Masyarakat dan negara sangat percaya kepada PPAT, dengan demikian PPAT memiliki kewajiban untuk bertindak secara etis dan profesional dalam menggunakan kewenangan yang diberikan oleh undang-undang. Sebagai bagian dari sumpah jabatan atau ikatan jabatannya dengan mengacu pada peraturan yang diatur dalam kode etik PPAT, PPAT diberi tugas dan tanggung jawab untuk merahasiakan, melindungi dan memelihara rahasia peristiwa hukum mengenai urusan pendaftaran tanah dibuatnya dan informasi yang disampaikan kepada PPAT oleh para pihak. Klausul ini dimasukkan untuk menjaga hak para pihak atas akta yang dibuatnya dan untuk menjaga kerahasiaan surat-surat lain yang dikirim oleh PPPAT.

PPAT pada hakekatnya mempercayakan kepada para pihak suatu akta autentik untuk menyampaikan kebenaran secara formal. Namun, merupakan tanggung jawab PPAT untuk memastikan bahwa maksud para pihak secara akurat tercermin dalam Akta PPAT dan hal ini dilakukan dengan memberikan mereka akses pada informasi, termasuk akses terhadap kebijakan undang-undang yang relevan, dan dengan membaca isinya. Akta yang dibuat agar para pihak mengetahui dan memahami isi Akta PPAT tersebut. Akibatnya, isi Akta PPAT dapat disetujui atau tidak disetujui oleh para pihak sesuai keinginan.
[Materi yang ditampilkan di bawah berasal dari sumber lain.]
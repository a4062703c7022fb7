//! Reading and writing module images.
//!
//! A module image is a little-endian container holding everything a [`Module`] owns:
//!
//! ```text
//! magic "CILM" | u16 version (1) | u16 reserved | name
//! u32 count, TypeDef*   : u32 flags, name,
//!                         u32 count, Field*  : u32 row, u32 flags, name, field type
//!                         u32 count, Method* : u32 row, u16 flags, name, signature,
//!                                              u32 length, ECMA-335 method body (0 = none)
//! u32 count, TypeRef*   : scope, name
//! u32 count, MemberRef* : u8 kind (0 method, 1 field), u32 parent TypeRef token, name,
//!                         signature or field type
//! u32 count, UserString*: value
//!
//! signature: u8 has_this, 7-bit count, parameter type*, return type
//! ```
//!
//! Every string is 7-bit length prefixed UTF-8. `TypeDef`, `TypeRef`, `MemberRef` and user
//! string rows are implied by position; field and method rows are explicit because they
//! are numbered across all types.

use std::collections::HashSet;

use log::debug;

use crate::{
    assembly::{decode_body, encode_body},
    file::{
        io::write_le_to,
        parser::{write_7bit_encoded_int, write_prefixed_string_utf8, Parser},
    },
    metadata::{
        imports::MemberRefSignature,
        method::{Method, MethodAttributes, MethodSignature},
        module::Module,
        token::Token,
        types::{FieldDef, TypeDef},
    },
    Error::NotSupported,
    Result,
};

/// Leading bytes of every module image.
pub const MAGIC: &[u8; 4] = b"CILM";

/// The only container version understood.
pub const VERSION: u16 = 1;

const MEMBER_METHOD: u8 = 0;
const MEMBER_FIELD: u8 = 1;

/// Parses a module image.
pub(crate) fn read(data: &[u8]) -> Result<Module> {
    let mut parser = Parser::new(data);

    if parser.read_bytes(MAGIC.len())? != MAGIC {
        return Err(NotSupported);
    }
    let version = parser.read_le::<u16>()?;
    if version != VERSION {
        debug!("Unsupported module image version {}", version);
        return Err(NotSupported);
    }
    let _reserved = parser.read_le::<u16>()?;

    let mut module = Module::new(parser.read_prefixed_string_utf8()?);
    let mut field_rows = HashSet::new();
    let mut method_rows = HashSet::new();

    let type_count = read_count(&mut parser)?;
    for row in 1..=type_count {
        let flags = parser.read_le::<u32>()?;
        let name = parser.read_prefixed_string_utf8()?;
        let mut ty = TypeDef::new(Token::from_parts(Token::TYPE_DEF, row), flags, name);

        for _ in 0..read_count(&mut parser)? {
            let token = read_row(&mut parser, Token::FIELD, &mut field_rows)?;
            ty.fields.push(FieldDef {
                token,
                flags: parser.read_le::<u32>()?,
                name: parser.read_prefixed_string_utf8()?,
                field_type: parser.read_prefixed_string_utf8()?,
            });
        }

        for _ in 0..read_count(&mut parser)? {
            let token = read_row(&mut parser, Token::METHOD_DEF, &mut method_rows)?;
            ty.methods.push(read_method(&mut parser, token)?);
        }

        module.push_type(ty);
    }

    for _ in 0..read_count(&mut parser)? {
        let scope = parser.read_prefixed_string_utf8()?;
        let name = parser.read_prefixed_string_utf8()?;
        module.push_type_ref(scope, name);
    }

    for _ in 0..read_count(&mut parser)? {
        let kind = parser.read_le::<u8>()?;
        let parent = Token::new(parser.read_le::<u32>()?);
        if module.type_ref(parent).is_none() {
            return Err(malformed_error!(
                "MemberRef parent {} is not a TypeRef of this module",
                parent
            ));
        }

        let name = parser.read_prefixed_string_utf8()?;
        let signature = match kind {
            MEMBER_METHOD => MemberRefSignature::Method(read_signature(&mut parser)?),
            MEMBER_FIELD => MemberRefSignature::Field(parser.read_prefixed_string_utf8()?),
            _ => return Err(malformed_error!("Invalid MemberRef kind - {}", kind)),
        };
        module.push_member_ref(parent, name, signature);
    }

    for _ in 0..read_count(&mut parser)? {
        module.push_user_string(parser.read_prefixed_string_utf8()?);
    }

    if parser.has_more_data() {
        return Err(malformed_error!(
            "{} trailing bytes after module image",
            parser.remaining()
        ));
    }

    Ok(module)
}

/// Reads a table count, rejecting counts the remaining data cannot possibly hold.
fn read_count(parser: &mut Parser) -> Result<u32> {
    let count = parser.read_le::<u32>()?;
    if count as usize > parser.remaining() {
        return Err(malformed_error!(
            "Table declares {} rows with {} bytes left",
            count,
            parser.remaining()
        ));
    }
    Ok(count)
}

fn read_row(parser: &mut Parser, table: u8, seen: &mut HashSet<u32>) -> Result<Token> {
    let row = parser.read_le::<u32>()?;
    if row == 0 || row > 0x00FF_FFFF || !seen.insert(row) {
        return Err(malformed_error!(
            "Invalid or duplicate row {} in table {:#04x}",
            row,
            table
        ));
    }
    Ok(Token::from_parts(table, row))
}

fn read_method(parser: &mut Parser, token: Token) -> Result<Method> {
    let flags = MethodAttributes::from_bits_truncate(parser.read_le::<u16>()?);
    let name = parser.read_prefixed_string_utf8()?;
    let signature = read_signature(parser)?;

    let length = parser.read_le::<u32>()? as usize;
    if length == 0 {
        return Ok(Method::new(token, flags, name, signature, None));
    }

    let raw = parser.read_bytes(length)?;
    let body = decode_body(raw)?;
    Ok(Method::with_raw_body(
        token,
        flags,
        name,
        signature,
        body,
        raw.to_vec(),
    ))
}

fn read_signature(parser: &mut Parser) -> Result<MethodSignature> {
    let has_this = match parser.read_le::<u8>()? {
        0 => false,
        1 => true,
        other => return Err(malformed_error!("Invalid signature flag - {}", other)),
    };

    let count = parser.read_7bit_encoded_int()? as usize;
    if count > parser.remaining() {
        return Err(malformed_error!("Signature declares {} parameters", count));
    }

    let mut params = Vec::with_capacity(count);
    for _ in 0..count {
        params.push(parser.read_prefixed_string_utf8()?);
    }

    Ok(MethodSignature {
        has_this,
        params,
        return_type: parser.read_prefixed_string_utf8()?,
    })
}

/// Serializes a module into an image.
pub(crate) fn write(module: &Module) -> Result<Vec<u8>> {
    let mut out = Vec::new();
    out.extend_from_slice(MAGIC);
    write_le_to(&mut out, VERSION);
    write_le_to(&mut out, 0_u16);
    write_prefixed_string_utf8(&mut out, module.name())?;

    write_count(&mut out, module.types().len())?;
    for ty in module.types() {
        write_le_to(&mut out, ty.flags);
        write_prefixed_string_utf8(&mut out, &ty.name)?;

        write_count(&mut out, ty.fields.len())?;
        for field in &ty.fields {
            write_le_to(&mut out, field.token.row());
            write_le_to(&mut out, field.flags);
            write_prefixed_string_utf8(&mut out, &field.name)?;
            write_prefixed_string_utf8(&mut out, &field.field_type)?;
        }

        write_count(&mut out, ty.methods.len())?;
        for method in &ty.methods {
            write_method(&mut out, module, ty, method)?;
        }
    }

    write_count(&mut out, module.type_refs().len())?;
    for type_ref in module.type_refs() {
        write_prefixed_string_utf8(&mut out, &type_ref.scope)?;
        write_prefixed_string_utf8(&mut out, &type_ref.name)?;
    }

    write_count(&mut out, module.member_refs().len())?;
    for member in module.member_refs() {
        let kind = match member.signature {
            MemberRefSignature::Method(_) => MEMBER_METHOD,
            MemberRefSignature::Field(_) => MEMBER_FIELD,
        };
        write_le_to(&mut out, kind);
        write_le_to(&mut out, member.parent.value());
        write_prefixed_string_utf8(&mut out, &member.name)?;
        match &member.signature {
            MemberRefSignature::Method(signature) => write_signature(&mut out, signature)?,
            MemberRefSignature::Field(field_type) => {
                write_prefixed_string_utf8(&mut out, field_type)?;
            }
        }
    }

    write_count(&mut out, module.user_strings().len())?;
    for value in module.user_strings() {
        write_prefixed_string_utf8(&mut out, value)?;
    }

    Ok(out)
}

fn write_count(out: &mut Vec<u8>, count: usize) -> Result<()> {
    let count =
        u32::try_from(count).map_err(|_| malformed_error!("Table of {} rows is too large", count))?;
    write_le_to(out, count);
    Ok(())
}

fn write_method(out: &mut Vec<u8>, module: &Module, ty: &TypeDef, method: &Method) -> Result<()> {
    write_le_to(out, method.token.row());
    write_le_to(out, method.flags.bits());
    write_prefixed_string_utf8(out, &method.name)?;
    write_signature(out, &method.signature)?;

    let encoded;
    let body: &[u8] = match (method.raw_body(), method.body()) {
        (Some(raw), _) => raw,
        (None, Some(body)) => {
            debug!("Encoding edited body of {}::{}", ty.name, method.name);
            encoded = encode_body(body, module, method.signature.returns_value())?;
            &encoded
        }
        (None, None) => &[],
    };

    write_count(out, body.len())?;
    out.extend_from_slice(body);
    Ok(())
}

fn write_signature(out: &mut Vec<u8>, signature: &MethodSignature) -> Result<()> {
    write_le_to(out, u8::from(signature.has_this));
    let count = u32::try_from(signature.params.len())
        .map_err(|_| malformed_error!("Signature has too many parameters"))?;
    write_7bit_encoded_int(out, count);
    for param in &signature.params {
        write_prefixed_string_utf8(out, param)?;
    }
    write_prefixed_string_utf8(out, &signature.return_type)
}

#[cfg(test)]
mod tests {
    use super::*;
    use crate::{
        assembly::{Immediate, Instruction, OpCode, Operand},
        metadata::{
            method::{MethodBody, VOID},
            types::TypeAttributes,
        },
        Error,
    };

    fn sample() -> Module {
        let mut module = Module::new("Assembly-CSharp.dll");
        let ty = module.add_type(
            "StartGame/<Start>c__Iterator10",
            TypeAttributes::NESTED_PRIVATE,
        );
        module.add_field(ty, 1, "$current", "System.Object").unwrap();
        module
            .add_method(
                ty,
                MethodAttributes::PUBLIC | MethodAttributes::VIRTUAL,
                "Reset",
                MethodSignature::instance(&[], VOID),
                None,
            )
            .unwrap();
        module.import_type("UnityEngine.dll", "UnityEngine.Input");
        module.user_string("");
        module
    }

    #[test]
    fn empty_module_layout() {
        let bytes = write(&Module::new("A")).unwrap();
        assert_eq!(
            bytes,
            [
                b'C', b'I', b'L', b'M', 1, 0, 0, 0, 1, b'A', 0, 0, 0, 0, 0, 0, 0, 0, 0, 0, 0, 0,
                0, 0, 0, 0
            ]
        );
        assert_eq!(read(&bytes).unwrap().name(), "A");
    }

    #[test]
    fn write_read_write_is_stable() {
        let first = write(&sample()).unwrap();
        let module = read(&first).unwrap();

        assert_eq!(module.types().len(), 1);
        assert_eq!(module.types()[0].fields[0].name, "$current");
        assert_eq!(module.type_refs()[0].scope, "UnityEngine.dll");
        assert_eq!(module.user_strings(), [String::new()]);
        assert_eq!(write(&module).unwrap(), first);
    }

    #[test]
    fn untouched_bodies_are_copied_verbatim() {
        let mut module = Module::new("Game.dll");
        let ty = module.add_type("Game", 0);

        let mut body = MethodBody::new();
        body.max_stack = 2;
        let delay = Operand::Immediate(Immediate::Float32(0.25));
        body.push(Instruction::new(OpCode::LDC_R4, delay).unwrap())
            .unwrap();
        body.push(Instruction::new(OpCode::RET, Operand::None).unwrap())
            .unwrap();
        let signature = MethodSignature::new_static(&[], "System.Single");
        module
            .add_method(ty, MethodAttributes::STATIC, "Delay", signature, Some(body))
            .unwrap();

        let bytes = write(&module).unwrap();
        let reloaded = read(&bytes).unwrap();
        let method = reloaded.find_method("Game", "Delay", None).unwrap();
        assert!(method.raw_body().is_some());
        assert_eq!(method.body().unwrap().len(), 2);
        assert_eq!(write(&reloaded).unwrap(), bytes);
    }

    #[test]
    fn rejects_bad_magic_and_version() {
        assert!(matches!(read(b"MZ\x90\x00\x03\x00\x00\x00"), Err(Error::NotSupported)));

        let mut bytes = write(&Module::new("A")).unwrap();
        bytes[4] = 2;
        assert!(matches!(read(&bytes), Err(Error::NotSupported)));
    }

    #[test]
    fn rejects_truncation_and_trailing_data() {
        let bytes = write(&sample()).unwrap();
        for len in [3, 10, bytes.len() / 2, bytes.len() - 1] {
            assert!(read(&bytes[..len]).is_err(), "length {len}");
        }

        let mut padded = bytes.clone();
        padded.push(0);
        assert!(matches!(read(&padded), Err(Error::Malformed { .. })));
    }

    #[test]
    fn rejects_member_ref_without_parent() {
        let mut module = Module::new("A");
        module.push_member_ref(
            Token::from_parts(Token::TYPE_REF, 1),
            "GetKey".to_string(),
            MemberRefSignature::Field("System.Int32".to_string()),
        );
        let bytes = write(&module).unwrap();
        assert!(matches!(read(&bytes), Err(Error::Malformed { .. })));
    }
}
PPAT akan membacakan akta tersebut dengan lantang dan menjelaskannya isinya karena tidak semua penanda tangan dapat membaca dan memahami dokumennya sendiri. PPAT memiliki kewajiban untuk membacakan dan menerangkan kepada para penghadap isi dari akta yang akan membantu para pihak dalam memahami perbuatannya dan diharapkan akan menghasilkan penyelesaian yang lebih adil bagi semua pihak yang terlibat. Hal ini dikarenakan PPAT akan lebih memahami perannya sebagai hasil dari pembacaan akta dan penjelasan hak dan kewajiban masing-masing

pihak. Dengan membacakan akta tersebut oleh PPAT, diyakini bahwa para penandatangan akan mendapatkan pemahaman yang lebih jelas tentang isinya dan lebih siap untuk mencegah litigasi di masa depan antara para pihak atas interpretasi masing-masing akta tersebut.6

Akta dari PPAT ialah suatu arsip dari negara yang wajib untuk tersimpan serta terpelihara. Arsip dinamis dapat terbagi menjadi arsip aktif, arsip vital dan arsip tidak aktif jika dilihat dari ketentuan Undang-Undang arsip dan Perka BPN Nomor 8/2009 mengenai Penatausahaan Naskah Dinas dan Pengelolaan Arsip di sekitar area BPN. Arsip dinamis yaitu arsip yang digunakan sebagai rencana-rencana, pelaksana, penyelenggara negara, atau lebih umum, orang-orang yang mengatur kehidupan nasional. Jenis arsip yang kedua adalah arsip dinamis, yang selanjutnya dipecah menjadi subjenis aktif dan tidak aktif berdasarkan seberapa sering diakses oleh unit pengolah data Kantor Pertanahan. Arsip, terutama arsip yang jarang digunakan atau arsip referensi saja7

Kedudukan dari PPAT tidak terdapat diatur secara jelas didalam UU No. 5/1960 mengenai Peraturan Pokok Agraria (selanjutnya disebut UUPA). Aturan pelaksanaan UUPA yaitu PP No. 10/1961 mengatur mengenai pendaftaran tanah dan peranan PPAT.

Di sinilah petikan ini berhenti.